ScienceQA#

Overview#

ScienceQA is a multimodal benchmark consisting of multiple-choice science questions derived from elementary and high school curricula. It covers diverse subjects including natural science, social science, and language science, with questions accompanied by both image and text contexts.

Task Description#

  • Task Type: Multimodal Science Question Answering

  • Input: Question with optional image context + multiple choices

  • Output: Correct answer choice letter

  • Domains: Natural science, social science, language science

Key Features#

  • Questions sourced from real K-12 science curricula

  • Most questions include both image and text contexts

  • Annotated with detailed lectures and explanations

  • Supports research into chain-of-thought reasoning

  • Covers multiple grade levels and difficulty ranges

  • Rich metadata including topic, skill, and category information

Evaluation Notes#

  • Default evaluation uses the test split

  • Primary metric: Accuracy on multiple-choice questions

  • Uses Chain-of-Thought (CoT) prompting for reasoning

  • Metadata includes solution explanations for analysis

  • Questions span grades from elementary to high school

Properties#

Property

Value

Benchmark Name

science_qa

Dataset ID

AI-ModelScope/ScienceQA

Paper

N/A

Tags

Knowledge, MCQ, MultiModal

Metrics

acc

Default Shots

0-shot

Evaluation Split

test

Data Statistics#

Metric

Value

Total Samples

4,241

Prompt Length (Mean)

370.49 chars

Prompt Length (Min/Max)

250 / 1037 chars

Image Statistics:

Metric

Value

Total Images

2,017

Images per Sample

min: 1, max: 1, mean: 1

Resolution Range

170x77 - 750x625

Formats

png

Sample Example#

Subset: default

{
  "input": [
    {
      "id": "7586b8fe",
      "content": [
        {
          "text": "Answer the following multiple choice question.
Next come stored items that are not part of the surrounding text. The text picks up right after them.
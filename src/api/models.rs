//! Response bodies, one per endpoint.
//!
//! Optional sections are omitted from the JSON when their source failed.

use std::collections::BTreeMap;

use crate::collect::{
    CpuInfo, DnsConfig, EnvironmentEntry, FileEntry, InterfaceEntry, MountEntry, ProcessEntry,
    UserInfo,
};

#[derive(Debug, serde::Serialize)]
pub struct RootResponse {
    pub service: &'static str,
    pub version: &'static str,
    pub endpoints: &'static [&'static str],
}

#[derive(Debug, serde::Serialize)]
pub struct HealthResponse {
    pub status: &'static str,
    pub uptime: String,
}

#[derive(Debug, serde::Serialize)]
#[serde(rename_all = "camelCase")]
pub struct InfoResponse {
    pub hostname: String,
    pub pid: u32,
    pub user: UserInfo,
    pub working_dir: String,
    pub executable: String,
    pub runtime_version: &'static str,
    #[serde(rename = "runtimeOS")]
    pub runtime_os: &'static str,
    pub runtime_arch: &'static str,
    #[serde(rename = "numCPU")]
    pub num_cpu: usize,
    pub uptime: String,
}

#[derive(Debug, serde::Serialize)]
pub struct EnvResponse {
    pub count: usize,
    pub filter: String,
    pub variables: Vec<EnvironmentEntry>,
}

#[derive(Debug, Default, serde::Serialize)]
#[serde(rename_all = "camelCase")]
pub struct SystemResponse {
    #[serde(skip_serializing_if = "Option::is_none")]
    pub uname: Option<String>,
    #[serde(skip_serializing_if = "Option::is_none")]
    pub kernel_name: Option<String>,
    #[serde(skip_serializing_if = "Option::is_none")]
    pub kernel_release: Option<String>,
    #[serde(skip_serializing_if = "Option::is_none")]
    pub machine: Option<String>,
    #[serde(skip_serializing_if = "Option::is_none")]
    pub os_release: Option<BTreeMap<String, String>>,
    #[serde(skip_serializing_if = "Option::is_none")]
    pub memory: Option<BTreeMap<String, String>>,
    #[serde(skip_serializing_if = "Option::is_none")]
    pub cpu: Option<CpuInfo>,
}

/// Either `error` or `entries` with `count` is present, never both.
#[derive(Debug, Default, serde::Serialize)]
pub struct FilesystemResponse {
    pub path: String,
    #[serde(skip_serializing_if = "Option::is_none")]
    pub error: Option<String>,
    #[serde(skip_serializing_if = "Option::is_none")]
    pub entries: Option<Vec<FileEntry>>,
    #[serde(skip_serializing_if = "Option::is_none")]
    pub count: Option<usize>,
    #[serde(skip_serializing_if = "Option::is_none")]
    pub mounts: Option<Vec<MountEntry>>,
}

#[derive(Debug, Default, serde::Serialize)]
pub struct ProcessesResponse {
    #[serde(skip_serializing_if = "Option::is_none")]
    pub processes: Option<Vec<ProcessEntry>>,
    #[serde(skip_serializing_if = "Option::is_none")]
    pub count: Option<usize>,
    #[serde(skip_serializing_if = "Option::is_none")]
    pub error: Option<String>,
}

#[derive(Debug, Default, serde::Serialize)]
pub struct NetworkResponse {
    #[serde(skip_serializing_if = "Option::is_none")]
    pub hostname: Option<String>,
    #[serde(skip_serializing_if = "Option::is_none")]
    pub interfaces: Option<Vec<InterfaceEntry>>,
    #[serde(skip_serializing_if = "Option::is_none")]
    pub dns: Option<DnsConfig>,
    #[serde(skip_serializing_if = "Option::is_none")]
    pub hosts: Option<Vec<String>>,
}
The last line of your response should be of the following format: 'ANSWER: [LETTER]' (without quotes) where [LETTER] is one of A,B. Think step by step before answering.\n\nWhich figure of speech is used in this text?\nSing, O goddess, the anger of Achilles son of Peleus, that brought countless ills upon the Achaeans.\n—Homer, The Iliad\n\nA) chiasmus\nB) apostrophe"
        }
      ]
    }
  ],
  "choices": [
    "chiasmus",
    "apostrophe"
  ],
  "target": "B",
  "id": 0,
  "group_id": 0,
  "metadata": {
    "hint": "",
    "task": "closed choice",
    "grade": "grade11",
    "subject": "language science",
    "topic": "figurative-language",
    "category": "Literary devices",
    "skill": "Classify the figure of speech: anaphora, antithesis, apostrophe, assonance, chiasmus, understatement",
    "lecture": "Figures of speech are words or phrases that use language in a nonliteral or unusual way. They can make writing more expressive.\nAnaphora is the repetition of the same word or words at the beginning of several phrases or clauses.\nWe are united ... [TRUNCATED] ... but reverses the order of words.\nNever let a fool kiss you or a kiss fool you.\nUnderstatement involves deliberately representing something as less serious or important than it really is.\nAs you know, it can get a little cold in the Antarctic.",
    "solution": "The text uses apostrophe, a direct address to an absent person or a nonhuman entity.\nO goddess is a direct address to a goddess, a nonhuman entity."
  }
}

Note: Some content was truncated for display.

Prompt Template#

Prompt Template:

Answer the following multiple choice question. The last line of your response should be of the following format: 'ANSWER: [LETTER]' (without quotes) where [LETTER] is one of {letters}. Think step by step before answering.

{question}

{choices}

Usage#

Using CLI#

evalscope eval \
    --model YOUR_MODEL \
    --api-url OPENAI_API_COMPAT_URL \
    --api-key EMPTY_TOKEN \
    --datasets science_qa \
    --limit 10  # Remove this line for formal evaluation

Using Python#

from evalscope import run_task
from evalscope.config import TaskConfig

task_cfg = TaskConfig(
    model='YOUR_MODEL',
    api_url='OPENAI_API_COMPAT_URL',
    api_key='EMPTY_TOKEN',
    datasets=['science_qa'],
    limit=10,  # Remove this line for formal evaluation
)

run_task(task_cfg=task_cfg)